-- Work to be completed --
Reproduce the data exactly; no word may be added or dropped.

-- Source material --

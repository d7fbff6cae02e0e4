//! Safe YAML loading.
//!
//! The event stream is folded straight into [`GenericValue`], so only
//! scalars, sequences and mappings can ever be constructed. Explicit tags are
//! refused instead of being resolved, and only plain scalars are typed:
//! anything quoted stays a string.

mod builder;
mod scalar;

use std::fmt::{Display, Formatter};

use serde::Serialize;
use yaml_rust2::parser::Parser;

use crate::models::GenericValue;

use self::builder::TreeBuilder;

/// Deepest collection nesting accepted. Stored records are read back through
/// a recursive decoder, so the bound keeps every parsed tree readable.
pub const MAX_NESTING_DEPTH: usize = 100;
/// Total nodes that alias expansion may copy into one document.
pub const MAX_ALIAS_NODES: usize = 100_000;

#[derive(Debug, Clone, Copy, PartialEq, Eq)]
pub enum ParseErrorKind {
    Syntax,
    Encoding,
}

impl ParseErrorKind {
    #[must_use]
    pub const fn as_str(self) -> &'static str {
        match self {
            Self::Syntax => "syntax",
            Self::Encoding => "encoding",
        }
    }
}

/// 1-based line and column of the offending input.
#[derive(Debug, Clone, Copy, PartialEq, Eq, Serialize)]
pub struct Position {
    pub line: usize,
    pub column: usize,
}

impl Display for Position {
    fn fmt(&self, f: &mut Formatter<'_>) -> std::fmt::Result {
        write!(f, "line {}, column {}", self.line, self.column)
    }
}

#[derive(Debug, Clone, PartialEq, Eq)]
pub struct ParseError {
    pub kind: ParseErrorKind,
    pub position: Option<Position>,
    pub message: String,
    pub origin: String,
}

impl ParseError {
    fn syntax(origin: &str, position: Option<Position>, message: impl Into<String>) -> Self {
        Self {
            kind: ParseErrorKind::Syntax,
            position,
            message: message.into(),
            origin: origin.to_string(),
        }
    }
}

impl Display for ParseError {
    fn fmt(&self, f: &mut Formatter<'_>) -> std::fmt::Result {
        write!(f, "{}: {} error", self.origin, self.kind.as_str())?;
        match self.position {
            Some(position) => write!(f, " at {position}")?,
            None => f.write_str(" (position unknown)")?,
        }
        write!(f, ": {}", self.message)
    }
}

impl std::error::Error for ParseError {}

/// Decodes `bytes` as UTF-8 and parses the result. `origin` names the input
/// in diagnostics only.
pub fn parse_markup_bytes(bytes: &[u8], origin: &str) -> Result<GenericValue, ParseError> {
    let text = std::str::from_utf8(bytes).map_err(|error| {
        let valid = &bytes[..error.valid_up_to()];
        ParseError {
            kind: ParseErrorKind::Encoding,
            position: Some(position_after(valid)),
            message: format!(
                "invalid UTF-8 sequence at byte offset {}",
                error.valid_up_to()
            ),
            origin: origin.to_string(),
        }
    })?;
    parse_markup(text, origin)
}

pub fn parse_markup(text: &str, origin: &str) -> Result<GenericValue, ParseError> {
    let text = text.strip_prefix('\u{feff}').unwrap_or(text);
    if text.trim().is_empty() {
        return Ok(GenericValue::Null);
    }

    let mut builder = TreeBuilder::new(origin);
    let loaded = Parser::new_from_str(text).load(&mut builder, true);
    builder.finish(loaded)
}

fn position_after(valid_prefix: &[u8]) -> Position {
    let text = String::from_utf8_lossy(valid_prefix);
    let line = text.matches('\n').count() + 1;
    let column = text
        .rsplit('\n')
        .next()
        .map_or(0, |tail| tail.chars().count())
        + 1;
    Position { line, column }
}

-- Exercise response --
repository d7fbff6cae02e0e4
//! Safe YAML loading.
//!
//! The event stream is folded straight into [`GenericValue`], so only
//! scalars, sequences and mappings can ever be constructed. Explicit tags are
//! refused instead of being resolved, and only plain scalars are typed:
//! anything quoted stays a string.

mod builder;
mod scalar;

use std::fmt::{Display, Formatter};

use serde::Serialize;
use yaml_rust2::parser::Parser;

use crate::models::GenericValue;

use self::builder::TreeBuilder;

/// Deepest collection nesting accepted. Stored records are read back through
/// a recursive decoder, so the bound keeps every parsed tree readable.
pub const MAX_NESTING_DEPTH: usize = 100;
/// Total nodes that alias expansion may copy into one document.
pub const MAX_ALIAS_NODES: usize = 100_000;

#[derive(Debug, Clone, Copy, PartialEq, Eq)]
pub enum ParseErrorKind {
    Syntax,
    Encoding,
}

impl ParseErrorKind {
    #[must_use]
    pub const fn as_str(self) -> &'static str {
        match self {
            Self::Syntax => "syntax",
            Self::Encoding => "encoding",
        }
    }
}

/// 1-based line and column of the offending input.
#[derive(Debug, Clone, Copy, PartialEq, Eq, Serialize)]
pub struct Position {
    pub line: usize,
    pub column: usize,
}

impl Display for Position {
    fn fmt(&self, f: &mut Formatter<'_>) -> std::fmt::Result {
        write!(f, "line {}, column {}", self.line, self.column)
    }
}

#[derive(Debug, Clone, PartialEq, Eq)]
pub struct ParseError {
    pub kind: ParseErrorKind,
    pub position: Option<Position>,
    pub message: String,
    pub origin: String,
}

impl ParseError {
    fn syntax(origin: &str, position: Option<Position>, message: impl Into<String>) -> Self {
        Self {
            kind: ParseErrorKind::Syntax,
            position,
            message: message.into(),
            origin: origin.to_string(),
        }
    }
}

impl Display for ParseError {
    fn fmt(&self, f: &mut Formatter<'_>) -> std::fmt::Result {
        write!(f, "{}: {} error", self.origin, self.kind.as_str())?;
        match self.position {
            Some(position) => write!(f, " at {position}")?,
            None => f.write_str(" (position unknown)")?,
        }
        write!(f, ": {}", self.message)
    }
}

impl std::error::Error for ParseError {}

/// Decodes `bytes` as UTF-8 and parses the result. `origin` names the input
/// in diagnostics only.
pub fn parse_markup_bytes(bytes: &[u8], origin: &str) -> Result<GenericValue, ParseError> {
    let text = std::str::from_utf8(bytes).map_err(|error| {
        let valid = &bytes[..error.valid_up_to()];
        ParseError {
            kind: ParseErrorKind::Encoding,
            position: Some(position_after(valid)),
            message: format!(
                "invalid UTF-8 sequence at byte offset {}",
                error.valid_up_to()
            ),
            origin: origin.to_string(),
        }
    })?;
    parse_markup(text, origin)
}

pub fn parse_markup(text: &str, origin: &str) -> Result<GenericValue, ParseError> {
    let text = text.strip_prefix('\u{feff}').unwrap_or(text);
    if text.trim().is_empty() {
        return Ok(GenericValue::Null);
    }

    let mut builder = TreeBuilder::new(origin);
    let loaded = Parser::new_from_str(text).load(&mut builder, true);
    builder.finish(loaded)
}

fn position_after(valid_prefix: &[u8]) -> Position {
    let text = String::from_utf8_lossy(valid_prefix);
    let line = text.matches('\n').count() + 1;
    let column = text
        .rsplit('\n')
        .next()
        .map_or(0, |tail| tail.chars().count())
        + 1;
    Position { line, column }
}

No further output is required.